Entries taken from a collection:
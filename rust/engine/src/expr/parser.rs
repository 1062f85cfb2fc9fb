//! Expression parser.
//!
//! Parses the guard/routing expression language into an [`Expr`] AST:
//!
//! ```text
//! Expr        ::= Ternary
//! Ternary     ::= Or ( '?' Expr ':' Expr )?
//! Or          ::= And ( '||' And )*
//! And         ::= Equality ( '&&' Equality )*
//! Equality    ::= Comparison ( ('==' | '!=') Comparison )*
//! Comparison  ::= Additive ( ('<=' | '>=' | '<' | '>') Additive )*
//! Additive    ::= Multiplicative ( ('+' | '-') Multiplicative )*
//! Multiplicative ::= Unary ( ('*' | '/' | '%') Unary )*
//! Unary       ::= ('!' | '-') Unary | Postfix
//! Postfix     ::= Primary ( '.' Ident | '[' Expr ']' | '(' Args ')' )*
//! Primary     ::= Number | String | 'true' | 'false' | 'null'
//!               | Ident | '(' Expr ')' | '[' Args ']'
//! ```
//!
//! Strings accept single or double quotes with `\n \t \\ \' \"` escapes.

use winnow::{
    ModalResult, Parser,
    ascii::multispace0,
    combinator::{alt, opt, peek},
    token::{any, take_while},
};

use crate::error::{EngineError, EngineResult};

/// A unary operator.
#[derive(Debug, Clone, Copy, PartialEq, Eq)]
pub enum UnaryOp {
    /// Logical negation (`!`).
    Not,
    /// Arithmetic negation (`-`).
    Neg,
}

/// A binary operator.
#[derive(Debug, Clone, Copy, PartialEq, Eq)]
pub enum BinaryOp {
    Or,
    And,
    Eq,
    Ne,
    Lt,
    Le,
    Gt,
    Ge,
    Add,
    Sub,
    Mul,
    Div,
    Mod,
}

/// A parsed expression.
#[derive(Debug, Clone, PartialEq)]
pub enum Expr {
    Null,
    Bool(bool),
    Number(f64),
    Str(String),
    /// A bare identifier resolved against the evaluation root.
    Ident(String),
    /// Member access: `receiver.name`.
    Member(Box<Expr>, String),
    /// Index access: `receiver[index]`.
    Index(Box<Expr>, Box<Expr>),
    /// A call: `callee(args)`; callee is an identifier (global
    /// function) or a member (e.g. `memory.get`).
    Call(Box<Expr>, Vec<Expr>),
    Unary(UnaryOp, Box<Expr>),
    Binary(BinaryOp, Box<Expr>, Box<Expr>),
    /// `cond ? then : else`.
    Ternary(Box<Expr>, Box<Expr>, Box<Expr>),
    /// An array literal.
    Array(Vec<Expr>),
}

impl Expr {
    /// Maximum nesting depth of the AST; deeper expressions are
    /// rejected at compile time to bound evaluation.
    pub const MAX_DEPTH: usize = 64;

    fn depth(&self) -> usize {
        1 + match self {
            Self::Null | Self::Bool(_) | Self::Number(_) | Self::Str(_) | Self::Ident(_) => 0,
            Self::Member(receiver, _) => receiver.depth(),
            Self::Index(receiver, index) => receiver.depth().max(index.depth()),
            Self::Call(callee, args) => callee
                .depth()
                .max(args.iter().map(Self::depth).max().unwrap_or(0)),
            Self::Unary(_, inner) => inner.depth(),
            Self::Binary(_, lhs, rhs) => lhs.depth().max(rhs.depth()),
            Self::Ternary(cond, then, otherwise) => cond
                .depth()
                .max(then.depth())
                .max(otherwise.depth()),
            Self::Array(items) => items.iter().map(Self::depth).max().unwrap_or(0),
        }
    }
}

/// Parse an expression string into an AST.
///
/// # Errors
///
/// Returns [`EngineError::InvalidExpression`] for syntax errors,
/// trailing input, or expressions nested deeper than
/// [`Expr::MAX_DEPTH`].
pub fn parse_expression(source: &str) -> EngineResult<Expr> {
    let invalid = |reason: String| EngineError::InvalidExpression {
        expression: source.to_string(),
        reason,
    };

    if source.trim().is_empty() {
        return Err(invalid("empty expression".to_string()));
    }

    let mut remaining = source;
    let expr = (ws, expression, ws)
        .map(|((), expr, ())| expr)
        .parse_next(&mut remaining)
        .map_err(|e| invalid(format!("parse error: {e}")))?;

    if !remaining.trim().is_empty() {
        return Err(invalid(format!("unexpected trailing input: {remaining}")));
    }

    if expr.depth() > Expr::MAX_DEPTH {
        return Err(invalid(format!(
            "expression nested deeper than {}",
            Expr::MAX_DEPTH
        )));
    }

    Ok(expr)
}

// ---------------------------------------------------------------------------
// Winnow parsers
// ---------------------------------------------------------------------------

fn backtrack() -> winnow::error::ErrMode<winnow::error::ContextError> {
    winnow::error::ErrMode::Backtrack(winnow::error::ContextError::new())
}

/// Parse whitespace (spaces, tabs, newlines).
fn ws(input: &mut &str) -> ModalResult<()> {
    multispace0.void().parse_next(input)
}

fn expression(input: &mut &str) -> ModalResult<Expr> {
    ternary(input)
}

fn ternary(input: &mut &str) -> ModalResult<Expr> {
    let cond = or_expr.parse_next(input)?;
    let question: Option<char> = opt(preceded_ws('?')).parse_next(input)?;
    if question.is_none() {
        return Ok(cond);
    }
    ws.parse_next(input)?;
    let then = expression.parse_next(input)?;
    ws.parse_next(input)?;
    ':'.parse_next(input)?;
    ws.parse_next(input)?;
    let otherwise = expression.parse_next(input)?;
    Ok(Expr::Ternary(
        Box::new(cond),
        Box::new(then),
        Box::new(otherwise),
    ))
}

/// Wrap a single-char operator with leading whitespace consumption.
fn preceded_ws(op: char) -> impl FnMut(&mut &str) -> ModalResult<char> {
    move |input: &mut &str| {
        let mut op = op;
        let checkpoint = *input;
        ws.parse_next(input)?;
        match op.parse_next(input) {
            Ok(c) => Ok(c),
            Err(e) => {
                *input = checkpoint;
                Err(e)
            }
        }
    }
}

/// Try to parse one of the given operator strings (longest first),
/// consuming leading whitespace only on success.
fn binary_op(ops: &'static [(&'static str, BinaryOp)]) -> impl FnMut(&mut &str) -> ModalResult<BinaryOp> {
    move |input: &mut &str| {
        let checkpoint = *input;
        ws.parse_next(input)?;
        for (text, op) in ops {
            if let Some(rest) = input.strip_prefix(text) {
                *input = rest;
                return Ok(*op);
            }
        }
        *input = checkpoint;
        Err(backtrack())
    }
}

fn or_expr(input: &mut &str) -> ModalResult<Expr> {
    let mut lhs = and_expr.parse_next(input)?;
    while let Some(op) = opt(binary_op(&[("||", BinaryOp::Or)])).parse_next(input)? {
        ws.parse_next(input)?;
        let rhs = and_expr.parse_next(input)?;
        lhs = Expr::Binary(op, Box::new(lhs), Box::new(rhs));
    }
    Ok(lhs)
}

fn and_expr(input: &mut &str) -> ModalResult<Expr> {
    let mut lhs = equality.parse_next(input)?;
    while let Some(op) = opt(binary_op(&[("&&", BinaryOp::And)])).parse_next(input)? {
        ws.parse_next(input)?;
        let rhs = equality.parse_next(input)?;
        lhs = Expr::Binary(op, Box::new(lhs), Box::new(rhs));
    }
    Ok(lhs)
}

fn equality(input: &mut &str) -> ModalResult<Expr> {
    let mut lhs = comparison.parse_next(input)?;
    while let Some(op) =
        opt(binary_op(&[("==", BinaryOp::Eq), ("!=", BinaryOp::Ne)])).parse_next(input)?
    {
        ws.parse_next(input)?;
        let rhs = comparison.parse_next(input)?;
        lhs = Expr::Binary(op, Box::new(lhs), Box::new(rhs));
    }
    Ok(lhs)
}

fn comparison(input: &mut &str) -> ModalResult<Expr> {
    let mut lhs = additive.parse_next(input)?;
    while let Some(op) = opt(binary_op(&[
        ("<=", BinaryOp::Le),
        (">=", BinaryOp::Ge),
        ("<", BinaryOp::Lt),
        (">", BinaryOp::Gt),
    ]))
    .parse_next(input)?
    {
        ws.parse_next(input)?;
        let rhs = additive.parse_next(input)?;
        lhs = Expr::Binary(op, Box::new(lhs), Box::new(rhs));
    }
    Ok(lhs)
}

fn additive(input: &mut &str) -> ModalResult<Expr> {
    let mut lhs = multiplicative.parse_next(input)?;
    while let Some(op) =
        opt(binary_op(&[("+", BinaryOp::Add), ("-", BinaryOp::Sub)])).parse_next(input)?
    {
        ws.parse_next(input)?;
        let rhs = multiplicative.parse_next(input)?;
        lhs = Expr::Binary(op, Box::new(lhs), Box::new(rhs));
    }
    Ok(lhs)
}

fn multiplicative(input: &mut &str) -> ModalResult<Expr> {
    let mut lhs = unary.parse_next(input)?;
    while let Some(op) = opt(binary_op(&[
        ("*", BinaryOp::Mul),
        ("/", BinaryOp::Div),
        ("%", BinaryOp::Mod),
    ]))
    .parse_next(input)?
    {
        ws.parse_next(input)?;
        let rhs = unary.parse_next(input)?;
        lhs = Expr::Binary(op, Box::new(lhs), Box::new(rhs));
    }
    Ok(lhs)
}

fn unary(input: &mut &str) -> ModalResult<Expr> {
    let checkpoint = *input;
    ws.parse_next(input)?;
    if let Some(rest) = input.strip_prefix('!') {
        // `!=` at this position would be a malformed equality, not a
        // negation; leave it for the caller to fail on.
        if !rest.starts_with('=') {
            *input = rest;
            ws.parse_next(input)?;
            let inner = unary.parse_next(input)?;
            return Ok(Expr::Unary(UnaryOp::Not, Box::new(inner)));
        }
    }
    if let Some(rest) = input.strip_prefix('-') {
        *input = rest;
        ws.parse_next(input)?;
        let inner = unary.parse_next(input)?;
        return Ok(Expr::Unary(UnaryOp::Neg, Box::new(inner)));
    }
    *input = checkpoint;
    postfix(input)
}

fn postfix(input: &mut &str) -> ModalResult<Expr> {
    ws.parse_next(input)?;
    let mut expr = primary.parse_next(input)?;
    loop {
        let checkpoint = *input;
        ws.parse_next(input)?;
        if let Some(rest) = input.strip_prefix('.') {
            // Reject `1 .foo`-style access on a trailing dot with no
            // identifier by backtracking below.
            *input = rest;
            match identifier.parse_next(input) {
                Ok(name) => {
                    expr = Expr::Member(Box::new(expr), name.to_string());
                    continue;
                }
                Err(_) => {
                    *input = checkpoint;
                    break;
                }
            }
        }
        if let Some(rest) = input.strip_prefix('[') {
            *input = rest;
            ws.parse_next(input)?;
            let index = expression.parse_next(input)?;
            ws.parse_next(input)?;
            ']'.parse_next(input)?;
            expr = Expr::Index(Box::new(expr), Box::new(index));
            continue;
        }
        if let Some(rest) = input.strip_prefix('(') {
            *input = rest;
            let args = argument_list.parse_next(input)?;
            ws.parse_next(input)?;
            ')'.parse_next(input)?;
            expr = Expr::Call(Box::new(expr), args);
            continue;
        }
        *input = checkpoint;
        break;
    }
    Ok(expr)
}

/// Parse a comma-separated argument list (no delimiters).
fn argument_list(input: &mut &str) -> ModalResult<Vec<Expr>> {
    let mut args = Vec::new();
    ws.parse_next(input)?;
    if input.starts_with(')') || input.starts_with(']') {
        return Ok(args);
    }
    loop {
        let arg = expression.parse_next(input)?;
        args.push(arg);
        let comma: Option<char> = opt(preceded_ws(',')).parse_next(input)?;
        if comma.is_none() {
            return Ok(args);
        }
        ws.parse_next(input)?;
    }
}

fn primary(input: &mut &str) -> ModalResult<Expr> {
    alt((
        string_literal,
        number_literal,
        keyword_or_ident,
        parenthesized,
        array_literal,
    ))
    .parse_next(input)
}

fn parenthesized(input: &mut &str) -> ModalResult<Expr> {
    '('.parse_next(input)?;
    ws.parse_next(input)?;
    let expr = expression.parse_next(input)?;
    ws.parse_next(input)?;
    ')'.parse_next(input)?;
    Ok(expr)
}

fn array_literal(input: &mut &str) -> ModalResult<Expr> {
    '['.parse_next(input)?;
    let items = argument_list.parse_next(input)?;
    ws.parse_next(input)?;
    ']'.parse_next(input)?;
    Ok(Expr::Array(items))
}

/// Parse a bare identifier: `[A-Za-z_][A-Za-z0-9_]*`.
fn identifier<'s>(input: &mut &'s str) -> ModalResult<&'s str> {
    (
        take_while(1, |c: char| c.is_ascii_alphabetic() || c == '_'),
        take_while(0.., |c: char| c.is_ascii_alphanumeric() || c == '_'),
    )
        .take()
        .parse_next(input)
}

/// Parse `true`/`false`/`null` keywords or a bare identifier.
fn keyword_or_ident(input: &mut &str) -> ModalResult<Expr> {
    let name = identifier.parse_next(input)?;
    Ok(match name {
        "true" => Expr::Bool(true),
        "false" => Expr::Bool(false),
        "null" => Expr::Null,
        other => Expr::Ident(other.to_string()),
    })
}

/// Parse a number: `[0-9]+ ('.' [0-9]+)?`.
fn number_literal(input: &mut &str) -> ModalResult<Expr> {
    let checkpoint = *input;
    let digits: &str = take_while(1.., |c: char| c.is_ascii_digit()).parse_next(input)?;
    let fraction: Option<(char, &str)> = opt((
        '.',
        take_while(1.., |c: char| c.is_ascii_digit()),
    ))
    .parse_next(input)?;

    let mut text = digits.to_string();
    if let Some((_, frac)) = fraction {
        text.push('.');
        text.push_str(frac);
    }
    let n: f64 = text.parse().map_err(|_| {
        *input = checkpoint;
        backtrack()
    })?;
    Ok(Expr::Number(n))
}

/// Parse a string literal with either quote style, handling escapes.
fn string_literal(input: &mut &str) -> ModalResult<Expr> {
    let quote = peek(any).parse_next(input)?;
    if quote != '\'' && quote != '"' {
        return Err(backtrack());
    }
    let _ = any.parse_next(input)?;

    let mut result = String::new();
    loop {
        let chunk: &str =
            take_while(0.., |c: char| c != quote && c != '\\').parse_next(input)?;
        result.push_str(chunk);

        let next = peek(any).parse_next(input)?;
        if next == quote {
            let _ = any.parse_next(input)?;
            return Ok(Expr::Str(result));
        }
        // Must be a backslash escape.
        let _ = any.parse_next(input)?;
        let escaped = any.parse_next(input)?;
        match escaped {
            'n' => result.push('\n'),
            't' => result.push('\t'),
            '\\' => result.push('\\'),
            '\'' => result.push('\''),
            '"' => result.push('"'),
            _ => {
                return Err(winnow::error::ErrMode::Cut(
                    winnow::error::ContextError::new(),
                ));
            }
        }
    }
}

▸ **THE TASK**
Provide the count of lines in the records above that hold the word "reason", with no other text.

▸ **RESPONSE TO THIS EXERCISE**
2